Mentre è molto frequente imbattersi in dipinti raffiguranti madre e figlio, le scene che ritraggono episodi di vita dell’imperatore sono estremamente rare. Alcune di queste si trovano in Serbia nella chiesa di S. Nicola a Dabar (ricostruita nel XVI secolo) e in quella intitolata ai Santi Costantino ed Elena a Ohrid (ricostruita nel XV secolo); in Bulgaria, invece, non abbiamo nessuna raffigurazione di questo genere. Le scene tratte dalla vita di san Costantino spesso sono rappresentate in stile orientale, omettendo qualsiasi dettaglio sconveniente e inadatto alla divulgazione; esse, pertanto, veicolano a partire da eventi selezionati l’idea di un sovrano ideale. Troviamo alcuni episodi della vita di Costantino nel Ciclo della Santa croce e nell’affresco La visione in sogno di San Nicola.
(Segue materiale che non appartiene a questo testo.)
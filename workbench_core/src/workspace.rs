//! Workspace lifecycle: base initialization, clone, lookup, teardown.
//!
//! Layout under the configured base directory:
//!
//! ```text
//! <base>/BASE                 marker written by init_base
//! <base>/head/<repo>/         clone of the canonical source repository
//! <base>/ws/<name>/<repo>/    one independent clone per workspace
//! ```

use std::collections::BTreeMap;
use std::fs;
use std::path::{Path, PathBuf};

use git2::build::RepoBuilder;
use parking_lot::Mutex;
use serde::{Deserialize, Serialize};
use tracing::{info, warn};

use crate::api::WorkspaceInfo;
use crate::config::Config;
use crate::{display_path, Error, Result};

/// Workspace lifecycle operations.
pub trait Workspaces: Send + Sync {
    /// Initialize the base directory from the configured source repository.
    ///
    /// # Errors
    ///
    /// [`Error::BaseAlreadyInitialized`] if the base marker exists,
    /// [`Error::Clone`] if the source cannot be cloned.
    fn init_base(&self) -> Result<()>;

    /// Remove the base directory and forget every workspace.
    ///
    /// # Errors
    ///
    /// [`Error::WorkspaceBusy`] while a workspace is being cloned;
    /// filesystem failures.
    fn reset_base(&self) -> Result<()>;

    /// Clone a new workspace named `name`.
    ///
    /// # Errors
    ///
    /// [`Error::InvalidWorkspaceName`], [`Error::BaseNotInitialized`],
    /// [`Error::WorkspaceExists`], or [`Error::Clone`].
    fn create_workspace(&self, name: &str) -> Result<WorkspaceInfo>;

    /// Checkout path of an existing workspace.
    ///
    /// # Errors
    ///
    /// [`Error::WorkspaceNotFound`] if `name` is not mapped.
    fn resolve_workspace_path(&self, name: &str) -> Result<PathBuf>;

    /// Unmap a workspace and delete its checkout.
    ///
    /// # Errors
    ///
    /// [`Error::WorkspaceNotFound`] if `name` is not mapped; filesystem
    /// failures while removing the checkout.
    fn delete_workspace(&self, name: &str) -> Result<()>;

    /// Every ready workspace, sorted by name.
    ///
    /// # Errors
    ///
    /// Implementations backed by external state may fail to enumerate.
    fn list_workspaces(&self) -> Result<Vec<WorkspaceInfo>>;
}

#[derive(Debug, Clone, PartialEq, Eq)]
enum Slot {
    Creating,
    Ready(PathBuf),
    Deleting,
}

#[derive(Debug, Serialize, Deserialize)]
struct BaseMarker {
    source_repo: PathBuf,
}

/// Filesystem-backed [`Workspaces`] implementation.
///
/// The name → path map is guarded by one mutex that is never held across a
/// clone or a directory removal. A `Creating` reservation keeps concurrent
/// creators of the same name out while the clone runs unlocked.
///
/// `init_base` and `reset_base` are serialized by a second mutex so only one
/// caller ever clones into or removes the head checkout.
#[derive(Debug)]
pub struct WorkspaceManager {
    config: Config,
    slots: Mutex<BTreeMap<String, Slot>>,
    base: Mutex<()>,
}

impl WorkspaceManager {
    /// Bind a manager to `config`, recovering workspaces already on disk.
    ///
    /// # Errors
    ///
    /// Returns [`Error::Io`] if the workspace directory exists but cannot be
    /// listed.
    pub fn new(config: Config) -> Result<Self> {
        let slots = scan_existing(&config)?;
        if !slots.is_empty() {
            info!(count = slots.len(), base = %config.base_path.display(), "recovered workspaces");
        }
        Ok(Self {
            config,
            slots: Mutex::new(slots),
            base: Mutex::new(()),
        })
    }

    /// Configuration the manager was created with.
    #[must_use]
    pub const fn config(&self) -> &Config {
        &self.config
    }

    /// Whether `init_base` has completed for the base directory.
    #[must_use]
    pub fn is_base_initialized(&self) -> bool {
        self.config.base_marker().is_file()
    }

    fn release(&self, name: &str) {
        self.slots.lock().remove(name);
    }
}

impl Workspaces for WorkspaceManager {
    fn init_base(&self) -> Result<()> {
        let _base = self.base.lock();
        let base = &self.config.base_path;
        if self.is_base_initialized() {
            return Err(Error::BaseAlreadyInitialized {
                path: display_path(base),
            });
        }

        fs::create_dir_all(base).map_err(|source| Error::io(base, source))?;
        let head = self.config.head_repo_path();
        if let Err(err) = clone_into(&self.config.source_repo, &head) {
            remove_quietly(&head);
            return Err(err);
        }

        let workspaces = self.config.workspaces_dir();
        fs::create_dir_all(&workspaces).map_err(|source| Error::io(&workspaces, source))?;

        let marker = toml::to_string(&BaseMarker {
            source_repo: self.config.source_repo.clone(),
        })
        .map_err(|err| Error::Config {
            message: err.to_string(),
        })?;
        let marker_path = self.config.base_marker();
        fs::write(&marker_path, marker).map_err(|source| Error::io(&marker_path, source))?;

        info!(
            base = %base.display(),
            source = %self.config.source_repo.display(),
            "initialized base"
        );
        Ok(())
    }

    fn reset_base(&self) -> Result<()> {
        let _base = self.base.lock();
        let base = &self.config.base_path;
        {
            let mut slots = self.slots.lock();
            if let Some((name, _)) = slots.iter().find(|(_, slot)| **slot == Slot::Creating) {
                return Err(Error::WorkspaceBusy { name: name.clone() });
            }
            // Creators check the marker under the slot lock, so none can
            // start once it is gone.
            let marker = self.config.base_marker();
            match fs::remove_file(&marker) {
                Ok(()) => {}
                Err(err) if err.kind() == std::io::ErrorKind::NotFound => {}
                Err(source) => return Err(Error::io(&marker, source)),
            }
            slots.clear();
        }
        match fs::remove_dir_all(base) {
            Ok(()) => {}
            Err(err) if err.kind() == std::io::ErrorKind::NotFound => {}
            Err(source) => return Err(Error::io(base, source)),
        }
        info!(base = %base.display(), "reset base");
        Ok(())
    }

    fn create_workspace(&self, name: &str) -> Result<WorkspaceInfo> {
        validate_name(name)?;
        let workspace_dir = self.config.workspaces_dir().join(name);
        {
            let mut slots = self.slots.lock();
            if !self.is_base_initialized() {
                return Err(Error::BaseNotInitialized {
                    path: display_path(&self.config.base_path),
                });
            }
            if slots.contains_key(name) || workspace_dir.exists() {
                return Err(Error::WorkspaceExists {
                    name: name.to_owned(),
                });
            }
            slots.insert(name.to_owned(), Slot::Creating);
        }

        let target = self.config.workspace_repo_path(name);
        if let Err(err) = clone_into(&self.config.head_repo_path(), &target) {
            remove_quietly(&workspace_dir);
            self.release(name);
            return Err(err);
        }

        self.slots
            .lock()
            .insert(name.to_owned(), Slot::Ready(target.clone()));
        info!(workspace = %name, path = %target.display(), "created workspace");
        Ok(WorkspaceInfo::new(name, display_path(&target)))
    }

    fn resolve_workspace_path(&self, name: &str) -> Result<PathBuf> {
        match self.slots.lock().get(name) {
            Some(Slot::Ready(path)) => Ok(path.clone()),
            _ => Err(Error::WorkspaceNotFound {
                name: name.to_owned(),
            }),
        }
    }

    fn delete_workspace(&self, name: &str) -> Result<()> {
        {
            let mut slots = self.slots.lock();
            match slots.get_mut(name) {
                Some(slot) if matches!(slot, Slot::Ready(_)) => *slot = Slot::Deleting,
                _ => {
                    return Err(Error::WorkspaceNotFound {
                        name: name.to_owned(),
                    })
                }
            }
        }

        let workspace_dir = self.config.workspaces_dir().join(name);
        let removed = match fs::remove_dir_all(&workspace_dir) {
            Ok(()) => Ok(()),
            Err(err) if err.kind() == std::io::ErrorKind::NotFound => Ok(()),
            Err(source) => Err(Error::io(&workspace_dir, source)),
        };
        self.release(name);
        removed?;

        info!(workspace = %name, "deleted workspace");
        Ok(())
    }

    fn list_workspaces(&self) -> Result<Vec<WorkspaceInfo>> {
        Ok(self
            .slots
            .lock()
            .iter()
            .filter_map(|(name, slot)| match slot {
                Slot::Ready(path) => Some(WorkspaceInfo::new(name.clone(), display_path(path))),
                Slot::Creating | Slot::Deleting => None,
            })
            .collect())
    }
}

fn validate_name(name: &str) -> Result<()> {
    let invalid = name.is_empty()
        || name == "."
        || name == ".."
        || name.chars().any(|c| matches!(c, '/' | '\\' | '\0'));
    if invalid {
        return Err(Error::InvalidWorkspaceName {
            name: name.to_owned(),
        });
    }
    Ok(())
}

fn clone_into(source: &Path, target: &Path) -> Result<()> {
    let url = source.to_str().ok_or_else(|| Error::Config {
        message: format!("path is not valid UTF-8: {}", source.display()),
    })?;
    RepoBuilder::new()
        .clone(url, target)
        .map(drop)
        .map_err(|source| Error::Clone {
            target: display_path(target),
            source,
        })
}

fn remove_quietly(path: &Path) {
    if let Err(err) = fs::remove_dir_all(path) {
        if err.kind() != std::io::ErrorKind::NotFound {
            warn!(path = %path.display(), error = %err, "failed to remove partial checkout");
        }
    }
}

fn scan_existing(config: &Config) -> Result<BTreeMap<String, Slot>> {
    let dir = config.workspaces_dir();
    let entries = match fs::read_dir(&dir) {
        Ok(entries) => entries,
        Err(err) if err.kind() == std::io::ErrorKind::NotFound => return Ok(BTreeMap::new()),
        Err(source) => return Err(Error::io(&dir, source)),
    };

    let mut slots = BTreeMap::new();
    for entry in entries {
        let entry = entry.map_err(|source| Error::io(&dir, source))?;
        let Some(name) = entry.file_name().to_str().map(str::to_owned) else {
            continue;
        };
        let path = config.workspace_repo_path(&name);
        if validate_name(&name).is_ok() && path.join(".git").exists() {
            slots.insert(name, Slot::Ready(path));
        }
    }
    Ok(slots)
}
Il ciclo della Santa croce presenta un impianto iconografico non convenzionale135: la bellezza delle scene narrate è infatti frutto di una libertà artistica poco comune nella tradizione ortodossa. Nonostante gli influssi bizantini, le divergenze teologiche, culturali e politiche portarono l’Oriente e l’Occidente a tramandare episodi biografici diversi136.

L’iconografia medievale dei santi Costantino ed Elena in Serbia

Le rappresentazioni serbe dei santi Costantino ed Elena ai lati della croce non si discostano molto da quelle provenienti dalle regioni limitrofe137. Tuttavia è possibile notare alcune differenze: la posizione delle mani, il modo in cui reggono la croce, le decorazioni del mantello, i capelli o la corona. Non è raro che le vesti di Costantino e di Elena richiamino quelle dei sovrani serbi rappresentati all’interno dello stesso edificio, come è possibile ammirare a Sopoćani, Staro Nagoričino e a Dečani. A Psača, i sontuosi abiti di Costantino differiscono da quelli dell’imperatore Uroš solo nel divitision. Il fatto che a Žiča Costantino ed Elena siano ritratti vicino a santo Stefano significa che il re Stefano II Nemanjić detto Prvovenčani (‘Primo incoronato’) contava sull’appoggio e sulla protezione della coppia di sovrani. È evidente, dunque, che gli imperatori serbi si paragonavano direttamente a Costantino. Spesso si chiamavano o venivano chiamati ‘nuovo Costantino’ o ‘secondo Costantino’138. Tale usanza era diffusa anche a Mileševa, dove i sovrani bizantini vennero dipinti a fianco di Costantino ed Elena. Il primo a paragonarsi al grande imperatore fu re Milutin. Nelle chiese reali di Studenica e Staro Nagoričino, la figlia e il genero del sovrano vennero ritratti accanto ai due santi139. Fu lo stesso Milutin a costruire una chiesa in onore di san Costantino a Skopje140. Poco lontano, nel monastero di Psača, troviamo l’imperatore Uroš raffigurato a fianco del primo sovrano cristiano.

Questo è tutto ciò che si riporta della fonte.